Aim of the exercise >>
Restate the listing below with no word altered.

Input data >>
>>>>>
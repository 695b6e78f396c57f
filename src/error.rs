//! Error types for client construction, request dispatch and downloads.
//!
//! Every variant keeps the context needed to diagnose it (the URL or path
//! involved) together with the underlying cause where one exists.

use std::path::PathBuf;

use thiserror::Error;

/// Errors returned by [`Client`](crate::Client) operations.
#[derive(Debug, Error)]
pub enum HttpError {
    /// The request method is not a valid HTTP token.
    #[error("invalid HTTP method: {method:?}")]
    InvalidMethod {
        /// The rejected method string.
        method: String,
    },

    /// The request URL could not be parsed.
    #[error("invalid URL: {url}")]
    InvalidUrl {
        /// The rejected URL string.
        url: String,
    },

    /// A header name or value contains characters HTTP does not allow.
    #[error("invalid header {name}: {reason}")]
    InvalidHeader {
        /// The header being set.
        name: String,
        /// Why it was rejected.
        reason: String,
    },

    /// The underlying HTTP client could not be constructed.
    #[error("failed to build HTTP client: {source}")]
    ClientBuild {
        #[source]
        source: reqwest::Error,
    },

    /// Request timed out before a response arrived.
    #[error("timeout requesting {url}")]
    Timeout {
        /// The URL that timed out.
        url: String,
        /// The underlying timeout error.
        #[source]
        source: reqwest::Error,
    },

    /// Network-level error (DNS resolution, connection refused, TLS errors, etc.)
    #[error("network error requesting {url}: {source}")]
    Network {
        /// The URL being requested.
        url: String,
        /// The underlying transport error.
        #[source]
        source: reqwest::Error,
    },

    /// The response body could not be read to completion.
    #[error("failed reading response body from {url}: {source}")]
    Read {
        /// The URL whose body failed.
        url: String,
        #[source]
        source: reqwest::Error,
    },

    /// The response body is not valid JSON for the requested type.
    #[error("failed to decode response body: {source}")]
    Decode {
        #[source]
        source: serde_json::Error,
    },

    /// A request body could not be serialized to JSON.
    #[error("failed to encode request body: {source}")]
    Encode {
        #[source]
        source: serde_json::Error,
    },

    /// A download got something other than `200 OK`.
    #[error("download failed: {status_text}")]
    Status {
        /// The URL that was downloaded.
        url: String,
        /// The HTTP status code.
        status: u16,
        /// Status line text, e.g. `404 Not Found`.
        status_text: String,
    },

    /// File system error while saving a download.
    #[error("IO error writing to {path}: {source}")]
    Io {
        /// The file path where the error occurred.
        path: PathBuf,
        /// The underlying IO error.
        #[source]
        source: std::io::Error,
    },
}

impl HttpError {
    /// Creates an invalid method error.
    pub fn invalid_method(method: impl Into<String>) -> Self {
        Self::InvalidMethod {
            method: method.into(),
        }
    }

    /// Creates an invalid URL error.
    pub fn invalid_url(url: impl Into<String>) -> Self {
        Self::InvalidUrl { url: url.into() }
    }

    /// Creates an invalid header error.
    pub fn invalid_header(name: impl Into<String>, reason: impl ToString) -> Self {
        Self::InvalidHeader {
            name: name.into(),
            reason: reason.to_string(),
        }
    }

    /// Classifies a dispatch failure as a timeout or a network error.
    pub fn transport(url: impl Into<String>, source: reqwest::Error) -> Self {
        if source.is_timeout() {
            Self::Timeout {
                url: url.into(),
                source,
            }
        } else {
            Self::Network {
                url: url.into(),
                source,
            }
        }
    }

    /// Creates a body read error.
    pub fn read(url: impl Into<String>, source: reqwest::Error) -> Self {
        Self::Read {
            url: url.into(),
            source,
        }
    }

    /// Creates a download status error.
    pub fn status(url: impl Into<String>, status: u16, status_text: impl Into<String>) -> Self {
        Self::Status {
            url: url.into(),
            status,
            status_text: status_text.into(),
        }
    }

    /// Creates an IO error.
    pub fn io(path: impl Into<PathBuf>, source: std::io::Error) -> Self {
        Self::Io {
            path: path.into(),
            source,
        }
    }
}

// No `From<reqwest::Error>` / `From<std::io::Error>`: each variant needs the
// URL or path that the source error does not carry.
<<<<<
Reply >>
repository 695b6e78f396c57f
filename src/error.rs
//! Error types for client construction, request dispatch and downloads.
//!
//! Every variant keeps the context needed to diagnose it (the URL or path
//! involved) together with the underlying cause where one exists.

use std::path::PathBuf;

use thiserror::Error;

/// Errors returned by [`Client`](crate::Client) operations.
#[derive(Debug, Error)]
pub enum HttpError {
    /// The request method is not a valid HTTP token.
    #[error("invalid HTTP method: {method:?}")]
    InvalidMethod {
        /// The rejected method string.
        method: String,
    },

    /// The request URL could not be parsed.
    #[error("invalid URL: {url}")]
    InvalidUrl {
        /// The rejected URL string.
        url: String,
    },

    /// A header name or value contains characters HTTP does not allow.
    #[error("invalid header {name}: {reason}")]
    InvalidHeader {
        /// The header being set.
        name: String,
        /// Why it was rejected.
        reason: String,
    },

    /// The underlying HTTP client could not be constructed.
    #[error("failed to build HTTP client: {source}")]
    ClientBuild {
        #[source]
        source: reqwest::Error,
    },

    /// Request timed out before a response arrived.
    #[error("timeout requesting {url}")]
    Timeout {
        /// The URL that timed out.
        url: String,
        /// The underlying timeout error.
        #[source]
        source: reqwest::Error,
    },

    /// Network-level error (DNS resolution, connection refused, TLS errors, etc.)
    #[error("network error requesting {url}: {source}")]
    Network {
        /// The URL being requested.
        url: String,
        /// The underlying transport error.
        #[source]
        source: reqwest::Error,
    },

    /// The response body could not be read to completion.
    #[error("failed reading response body from {url}: {source}")]
    Read {
        /// The URL whose body failed.
        url: String,
        #[source]
        source: reqwest::Error,
    },

    /// The response body is not valid JSON for the requested type.
    #[error("failed to decode response body: {source}")]
    Decode {
        #[source]
        source: serde_json::Error,
    },

    /// A request body could not be serialized to JSON.
    #[error("failed to encode request body: {source}")]
    Encode {
        #[source]
        source: serde_json::Error,
    },

    /// A download got something other than `200 OK`.
    #[error("download failed: {status_text}")]
    Status {
        /// The URL that was downloaded.
        url: String,
        /// The HTTP status code.
        status: u16,
        /// Status line text, e.g. `404 Not Found`.
        status_text: String,
    },

    /// File system error while saving a download.
    #[error("IO error writing to {path}: {source}")]
    Io {
        /// The file path where the error occurred.
        path: PathBuf,
        /// The underlying IO error.
        #[source]
        source: std::io::Error,
    },
}

impl HttpError {
    /// Creates an invalid method error.
    pub fn invalid_method(method: impl Into<String>) -> Self {
        Self::InvalidMethod {
            method: method.into(),
        }
    }

    /// Creates an invalid URL error.
    pub fn invalid_url(url: impl Into<String>) -> Self {
        Self::InvalidUrl { url: url.into() }
    }

    /// Creates an invalid header error.
    pub fn invalid_header(name: impl Into<String>, reason: impl ToString) -> Self {
        Self::InvalidHeader {
            name: name.into(),
            reason: reason.to_string(),
        }
    }

    /// Classifies a dispatch failure as a timeout or a network error.
    pub fn transport(url: impl Into<String>, source: reqwest::Error) -> Self {
        if source.is_timeout() {
            Self::Timeout {
                url: url.into(),
                source,
            }
        } else {
            Self::Network {
                url: url.into(),
                source,
            }
        }
    }

    /// Creates a body read error.
    pub fn read(url: impl Into<String>, source: reqwest::Error) -> Self {
        Self::Read {
            url: url.into(),
            source,
        }
    }

    /// Creates a download status error.
    pub fn status(url: impl Into<String>, status: u16, status_text: impl Into<String>) -> Self {
        Self::Status {
            url: url.into(),
            status,
            status_text: status_text.into(),
        }
    }

    /// Creates an IO error.
    pub fn io(path: impl Into<PathBuf>, source: std::io::Error) -> Self {
        Self::Io {
            path: path.into(),
            source,
        }
    }
}

// No `From<reqwest::Error>` / `From<std::io::Error>`: each variant needs the
// URL or path that the source error does not carry.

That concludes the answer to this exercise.